Por Tatiana Plens I Polo Agroecológico do Sul e Sudoeste de Minas.

Créditos da imagem: Polo Agroecológico do Sul e Sudoeste de Minas.

O alto índice de trabalhadores e trabalhadoras resgatados de condições análogas à escravidão em Minas Gerais, especialmente nas lavouras de café, mobilizou o diálogo entre instituições e movimentos sociais na mesa redonda realizada no mês de maio, durante a 10ª edição da Jornada Universitária em Defesa da Reforma Agrária na Universidade Federal de Alfenas (UNIFAL-MG). A atividade foi realizada em modo híbrido (presencial e online) e integrou a programação do “Polo em Prosa”, série de encontros virtuais promovidos mensalmente pelo Polo Agroecológico do Sul e Sudoeste de Minas.

Participaram da mesa-prosa a procuradora do trabalho Dra. Letícia Moura; o auditor fiscal do trabalho Leandro Marinho; a coordenadora do Centro de Referência em Direitos Humanos do Território de Desenvolvimento do Sul (CRDH Sul de Minas), Larissa Goulart; os representantes do Movimento dos Trabalhadores Rurais Sem Terra (MST), Tiãozinho; e da Articulação dos Empregados Rurais do Estado de Minas Gerais (ADERE-MG), Jorge Ferreira dos Santos; e o professor da UNIFAL-MG e integrante do Polo Agroecológico do Sul e Sudoeste de Minas, Adriano Pereira Santos.

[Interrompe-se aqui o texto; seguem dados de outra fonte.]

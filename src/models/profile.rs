//! User profile model

use serde::{Deserialize, Serialize};
use std::fmt;

/// Profile details shown on the profile screen
#[derive(Debug, Clone, PartialEq, Eq, Serialize, Deserialize)]
pub struct UserProfile {
    /// Display name, stored upper-cased as issued
    pub name: String,

    /// Social handle ("@nicolass1748")
    pub handle: String,

    /// Avatar image URL (rendered as a placeholder block in the terminal)
    pub avatar_url: String,

    /// Membership number printed on the card
    pub membership_number: String,
}

/// Editable fields of the profile screen
#[derive(Debug, Clone, Copy, PartialEq, Eq)]
pub enum ProfileField {
    Name,
    Handle,
    AvatarUrl,
    MembershipNumber,
}

impl ProfileField {
    /// Fields in the order the profile screen lists them
    pub const ALL: [ProfileField; 4] = [
        Self::Name,
        Self::Handle,
        Self::AvatarUrl,
        Self::MembershipNumber,
    ];
}

impl fmt::Display for ProfileField {
    fn fmt(&self, f: &mut fmt::Formatter<'_>) -> fmt::Result {
        match self {
            Self::Name => write!(f, "Name"),
            Self::Handle => write!(f, "Handle"),
            Self::AvatarUrl => write!(f, "Avatar"),
            Self::MembershipNumber => write!(f, "Membership"),
        }
    }
}

impl UserProfile {
    pub fn new(
        name: impl Into<String>,
        handle: impl Into<String>,
        avatar_url: impl Into<String>,
        membership_number: impl Into<String>,
    ) -> Self {
        Self {
            name: name.into(),
            handle: handle.into(),
            avatar_url: avatar_url.into(),
            membership_number: membership_number.into(),
        }
    }

    /// Name with each word title-cased, for the profile header
    pub fn title_cased_name(&self) -> String {
        self.name
            .split_whitespace()
            .map(|word| {
                let mut chars = word.chars();
                match chars.next() {
                    Some(first) => {
                        first.to_uppercase().collect::<String>()
                            + &chars.as_str().to_lowercase()
                    }
                    None => String::new(),
                }
            })
            .collect::<Vec<_>>()
            .join(" ")
    }

    /// Field accessor used by the inline editor
    pub fn field(&self, field: ProfileField) -> &str {
        match field {
            ProfileField::Name => &self.name,
            ProfileField::Handle => &self.handle,
            ProfileField::AvatarUrl => &self.avatar_url,
            ProfileField::MembershipNumber => &self.membership_number,
        }
    }
}

#[cfg(test)]
mod tests {
    use super::*;

    fn sample() -> UserProfile {
        UserProfile::new(
            "NICOLÁS SALCEDO FERIX",
            "@nicolass1748",
            "https://picsum.photos/100/100",
            "P38371203",
        )
    }

    #[test]
    fn test_title_cased_name() {
        assert_eq!(sample().title_cased_name(), "Nicolás Salcedo Ferix");
    }

    #[test]
    fn test_title_cased_name_single_word() {
        let mut profile = sample();
        profile.name = "FERIX".to_string();
        assert_eq!(profile.title_cased_name(), "Ferix");
    }

    #[test]
    fn test_field_accessor() {
        let profile = sample();
        assert_eq!(profile.field(ProfileField::Name), "NICOLÁS SALCEDO FERIX");
        assert_eq!(profile.field(ProfileField::Handle), "@nicolass1748");
        assert_eq!(
            profile.field(ProfileField::AvatarUrl),
            "https://picsum.photos/100/100"
        );
        assert_eq!(profile.field(ProfileField::MembershipNumber), "P38371203");
    }

    #[test]
    fn test_serialization() {
        let profile = sample();
        let json = serde_json::to_string(&profile).unwrap();
        let back: UserProfile = serde_json::from_str(&json).unwrap();
        assert_eq!(profile, back);
    }
}
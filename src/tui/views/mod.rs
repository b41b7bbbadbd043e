//! TUI views module
//!
//! The three dashboard screens plus the header, status bar, and the
//! recovery screen shown after a caught crash.

pub mod account_detail;
pub mod overview;
pub mod profile;
pub mod recovery;
pub mod status_bar;

use ratatui::{
    layout::Rect,
    style::{Color, Modifier, Style},
    text::{Line, Span},
    widgets::{Block, Borders, Cell, Paragraph, Row, Table, TableState},
    Frame,
};

use crate::config::Settings;
use crate::models::{Money, Transaction, TransactionStatus};
use crate::state::View;

use super::app::{ActiveDialog, App};
use super::dialogs;
use super::layout::AppLayout;

/// Render the entire application
pub fn render(frame: &mut Frame, app: &App) {
    // The recovery screen bypasses everything else and is never guarded.
    if let Some(crash) = &app.crash {
        let area = frame.area();
        recovery::render(frame, crash, area);
        return;
    }

    let layout = AppLayout::new(frame.area());

    render_header(frame, app, layout.header);

    match app.dashboard.view() {
        View::Overview => overview::render(frame, app, layout.body),
        View::Account(_) => account_detail::render(frame, app, layout.body),
        View::Profile { .. } => profile::render(frame, app, layout.body),
    }

    status_bar::render(frame, app, layout.status_bar);

    match app.active_dialog {
        ActiveDialog::AddTransaction => dialogs::add_transaction::render(frame, app),
        ActiveDialog::Help => dialogs::help::render(frame, app),
        ActiveDialog::None => {}
    }
}

/// Render the title bar
fn render_header(frame: &mut Frame, app: &App, area: Rect) {
    let accent = app.accent();
    let block = Block::default()
        .borders(Borders::ALL)
        .border_style(Style::default().fg(Color::DarkGray));

    let title = Line::from(vec![
        Span::styled(
            " moneydeck ",
            Style::default().fg(accent).add_modifier(Modifier::BOLD),
        ),
        Span::styled(
            app.dashboard.profile().handle.clone(),
            Style::default().fg(Color::DarkGray),
        ),
    ]);

    frame.render_widget(Paragraph::new(title).block(block), area);
}

/// Format an amount per the grouping preference
pub(crate) fn format_amount(money: Money, settings: &Settings) -> String {
    if settings.grouped_amounts {
        money.format_grouped()
    } else {
        money.to_string()
    }
}

/// Render a feed table into the given area
///
/// Used by both the overview (full feed) and the detail screen (filtered
/// feed). The amount cell swaps to the inline editor when one is active for
/// that row.
pub(crate) fn render_feed_table(
    frame: &mut Frame,
    app: &App,
    area: Rect,
    title: &str,
    entries: &[&Transaction],
    selected: Option<usize>,
    focused: bool,
) {
    let accent = app.accent();
    let border_color = if focused { accent } else { Color::DarkGray };
    let block = Block::default()
        .title(title.to_string())
        .borders(Borders::ALL)
        .border_style(Style::default().fg(border_color));

    if entries.is_empty() {
        let text = Paragraph::new("No transactions yet. Press 'a' to add one.")
            .block(block)
            .style(Style::default().fg(Color::DarkGray));
        frame.render_widget(text, area);
        return;
    }

    let widths = [
        ratatui::layout::Constraint::Length(3),  // Icon
        ratatui::layout::Constraint::Min(14),    // Recipient
        ratatui::layout::Constraint::Min(10),    // Description
        ratatui::layout::Constraint::Length(10), // Date
        ratatui::layout::Constraint::Length(12), // Status
        ratatui::layout::Constraint::Length(16), // Amount
    ];

    let header = Row::new(vec![
        Cell::from(""),
        Cell::from("Recipient").style(Style::default().add_modifier(Modifier::BOLD)),
        Cell::from("Description").style(Style::default().add_modifier(Modifier::BOLD)),
        Cell::from("Date").style(Style::default().add_modifier(Modifier::BOLD)),
        Cell::from("Status").style(Style::default().add_modifier(Modifier::BOLD)),
        Cell::from("Amount").style(Style::default().add_modifier(Modifier::BOLD)),
    ])
    .style(Style::default().fg(Color::Yellow))
    .height(1);

    let rows: Vec<Row> = entries
        .iter()
        .map(|tx| {
            let (status_symbol, status_color) = match tx.status {
                TransactionStatus::Completed => ("✓", Color::Green),
                TransactionStatus::Pending => ("○", Color::Yellow),
            };

            let amount_cell = match app.amount_editor(&tx.id) {
                Some(editor) => Cell::from(editor.styled_line(true, accent)),
                None => {
                    let amount_style = if tx.is_incoming() {
                        Style::default().fg(Color::Green)
                    } else {
                        Style::default().fg(Color::White)
                    };
                    Cell::from(format!(
                        "{}{} {}",
                        tx.direction.sign(),
                        format_amount(tx.amount, &app.settings),
                        tx.currency
                    ))
                    .style(amount_style)
                }
            };

            Row::new(vec![
                Cell::from(tx.category.glyph()),
                Cell::from(truncate(&tx.recipient, 22)),
                Cell::from(truncate(&tx.description, 18)),
                Cell::from(tx.date.clone()),
                Cell::from(format!("{} {}", status_symbol, tx.status))
                    .style(Style::default().fg(status_color)),
                amount_cell,
            ])
        })
        .collect();

    let table = Table::new(rows, widths)
        .header(header)
        .block(block)
        .highlight_style(
            Style::default()
                .bg(Color::DarkGray)
                .add_modifier(Modifier::BOLD),
        )
        .highlight_symbol("▶ ");

    let mut state = TableState::default();
    state.select(selected);

    frame.render_stateful_widget(table, area, &mut state);
}

/// Truncate a string to a maximum number of characters
fn truncate(s: &str, max_chars: usize) -> String {
    if s.chars().count() <= max_chars {
        s.to_string()
    } else {
        let kept: String = s.chars().take(max_chars.saturating_sub(1)).collect();
        format!("{}…", kept)
    }
}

Segundo Adriano Pereira Santos, o objetivo da atividade foi apresentar e debater sobre o que caracteriza a escravidão contemporânea, os direitos humanos e sociais e as condições de vida dos trabalhadores e trabalhadoras resgatados nas lavouras do café, e também estimular o engajamento com a questão. “Sobretudo analisar de que modo podemos transformar essa realidade, envolvendo movimentos sociais, instituições sociopolíticas de defesa e proteção do trabalho e a universidade pública, articulados em uma rede de esperança e combate ao trabalho escravo contemporâneo”, salientou o professor.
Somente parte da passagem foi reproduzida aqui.